The movies caveat for every year of this project: I’ve re-listened to every song and every album on these lists. The movie lists are from memory and contain elements of personal guesswork as a result. Do She’s Gotta Have It and Down By Law hold up enough for these placements? Should they be higher? As an ahead-of-the-curve Woody Allen hater, am I right that Hannah and Her Sisters was his last major film before his work began to curdle in accordance with his grotesque private life (with the following Husbands & Wives working because that curdling was its very subject), or would I downgrade it on reappraisal? The top four are the top four because I’m pretty certain they hold up.
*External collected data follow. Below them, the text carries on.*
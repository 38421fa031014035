use thiserror::Error;

#[derive(Debug, Error)]
pub enum StoreError {
    #[error("SQLite error: {0}")]
    Sqlite(#[from] rusqlite::Error),

    #[error("Row not found: {0}")]
    NotFound(String),

    #[error("Identifier not allowed: {0}")]
    ForbiddenIdentifier(String),

    #[error("Serialization error: {0}")]
    Serialization(#[from] serde_json::Error),

    #[error("Connection poisoned")]
    Poisoned,
}

impl From<StoreError> for cortex_core::CortexError {
    fn from(e: StoreError) -> Self {
        match e {
            StoreError::NotFound(what) => cortex_core::CortexError::NotFound(what),
            other => cortex_core::CortexError::Database(other.to_string()),
        }
    }
}

pub type Result<T> = std::result::Result<T, StoreError>;
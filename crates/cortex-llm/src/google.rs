use async_trait::async_trait;
use serde::Deserialize;
use tracing::{debug, warn};

use crate::client::LlmClient;
use crate::error::{LlmError, Result};
use crate::types::{ChatRequest, ChatResponse, Role};

#[derive(Debug)]
pub struct GoogleClient {
    client: reqwest::Client,
    api_key: String,
    base_url: String,
}

impl GoogleClient {
    pub fn new(api_key: String, base_url: Option<String>) -> Self {
        Self {
            client: reqwest::Client::new(),
            api_key,
            base_url: base_url
                .unwrap_or_else(|| "https://generativelanguage.googleapis.com".to_string()),
        }
    }
}

#[async_trait]
impl LlmClient for GoogleClient {
    fn name(&self) -> &str {
        "google"
    }

    async fn chat(&self, req: &ChatRequest) -> Result<ChatResponse> {
        let url = format!(
            "{}/v1beta/models/{}:generateContent?key={}",
            self.base_url, req.model, self.api_key
        );

        // Gemini history uses "user"/"model" roles; the system prompt rides
        // in system_instruction on the request itself.
        let contents: Vec<serde_json::Value> = req
            .messages
            .iter()
            .map(|m| {
                let role = match m.role {
                    Role::Assistant => "model",
                    _ => "user",
                };
                serde_json::json!({"role": role, "parts": [{"text": m.content}]})
            })
            .collect();

        let mut body = serde_json::json!({
            "contents": contents,
            "generationConfig": {
                "maxOutputTokens": req.max_tokens,
            },
        });
        if let Some(ref system) = req.system {
            body["system_instruction"] = serde_json::json!({"parts": [{"text": system}]});
        }
        if let Some(t) = req.temperature {
            body["generationConfig"]["temperature"] = serde_json::json!(t);
        }
        if let Some(p) = req.top_p {
            body["generationConfig"]["topP"] = serde_json::json!(p);
        }
        if let Some(k) = req.top_k {
            body["generationConfig"]["topK"] = serde_json::json!(k);
        }
        if !req.stop_sequences.is_empty() {
            body["generationConfig"]["stopSequences"] = serde_json::json!(req.stop_sequences);
        }

        debug!(model = %req.model, "sending request to Google");

        let resp = self.client.post(&url).json(&body).send().await?;

        let status = resp.status().as_u16();
        if status == 429 {
            return Err(LlmError::RateLimited {
                retry_after_ms: 5000,
            });
        }
        if !resp.status().is_success() {
            let text = resp.text().await.unwrap_or_default();
            warn!(status, body = %text, "Google API error");
            return Err(LlmError::Api {
                status,
                message: text,
            });
        }

        let api_resp: ApiResponse = resp
            .json()
            .await
            .map_err(|e| LlmError::Parse(e.to_string()))?;

        let candidate = api_resp
            .candidates
            .into_iter()
            .next()
            .ok_or_else(|| LlmError::Parse("empty candidates".into()))?;
        let content = candidate
            .content
            .parts
            .into_iter()
            .filter_map(|p| p.text)
            .collect::<Vec<_>>()
            .join("");

        let usage = api_resp.usage_metadata.unwrap_or_default();

        Ok(ChatResponse {
            content,
            model: req.model.clone(),
            provider: "google".to_string(),
            input_tokens: usage.prompt_token_count,
            output_tokens: usage.candidates_token_count,
            stop_reason: candidate.finish_reason.unwrap_or_default(),
            thinking: None,
        })
    }
}

#[derive(Deserialize)]
struct ApiResponse {
    candidates: Vec<Candidate>,
    #[serde(rename = "usageMetadata")]
    usage_metadata: Option<UsageMetadata>,
}

#[derive(Deserialize)]
struct Candidate {
    content: Content,
    #[serde(rename = "finishReason")]
    finish_reason: Option<String>,
}

#[derive(Deserialize)]
struct Content {
    #[serde(default)]
    parts: Vec<Part>,
}

#[derive(Deserialize)]
struct Part {
    text: Option<String>,
}

#[derive(Deserialize, Default)]
struct UsageMetadata {
    #[serde(rename = "promptTokenCount", default)]
    prompt_token_count: u32,
    #[serde(rename = "candidatesTokenCount", default)]
    candidates_token_count: u32,
}
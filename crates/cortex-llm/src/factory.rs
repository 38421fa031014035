use std::sync::Arc;

use cortex_store::Store;

use crate::anthropic::AnthropicClient;
use crate::client::LlmClient;
use crate::error::{LlmError, Result};
use crate::google::GoogleClient;
use crate::keys::resolve_api_key;
use crate::openai::OpenAiClient;

pub const PROVIDERS: [&str; 3] = ["anthropic", "openai", "google"];

/// Build a client for `provider`, resolving the key from argument → DB → env.
pub fn build_client(
    store: &Store,
    provider: &str,
    api_key: Option<&str>,
) -> Result<Arc<dyn LlmClient>> {
    let provider = provider.to_ascii_lowercase();
    if !PROVIDERS.contains(&provider.as_str()) {
        return Err(LlmError::UnknownProvider(provider));
    }
    let key = resolve_api_key(store, &provider, api_key)?;

    let client: Arc<dyn LlmClient> = match provider.as_str() {
        "anthropic" => Arc::new(AnthropicClient::new(key, None)),
        "openai" => Arc::new(OpenAiClient::new(key, None)),
        "google" => Arc::new(GoogleClient::new(key, None)),
        _ => unreachable!(),
    };
    Ok(client)
}

#[cfg(test)]
mod tests {
    use super::*;

    #[test]
    fn unknown_provider_is_a_config_error() {
        let store = Store::open_in_memory().unwrap();
        let err = build_client(&store, "mistral", Some("sk-x")).unwrap_err();
        assert!(matches!(err, LlmError::UnknownProvider(_)));
    }

    #[test]
    fn known_provider_with_explicit_key_builds() {
        let store = Store::open_in_memory().unwrap();
        let client = build_client(&store, "Anthropic", Some("sk-x")).unwrap();
        assert_eq!(client.name(), "anthropic");
    }
}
  1. Something Wild (Jonathan Demme)
  2. Blue Velvet (David Lynch)
  3. Manhunter (Michael Mann)
  4. Aliens (James Cameron)
  5. Hannah and Her Sisters (Woody Allen)
  6. She’s Gotta Have It (Spike Lee)
  7. Ruthless People (Zucker/Abrahams/Zucker)
  8. Down By Law (Jim Jarmusch)
  9. Sid and Nancy (Alex Cox)
  10. The Color of Money (Martin Scorsese)

One thought on “1986 Revisited

  1. Amazing lists! Somebody should let you write for a bigger audience than a blog gets. (No disrespect to the blog medium.)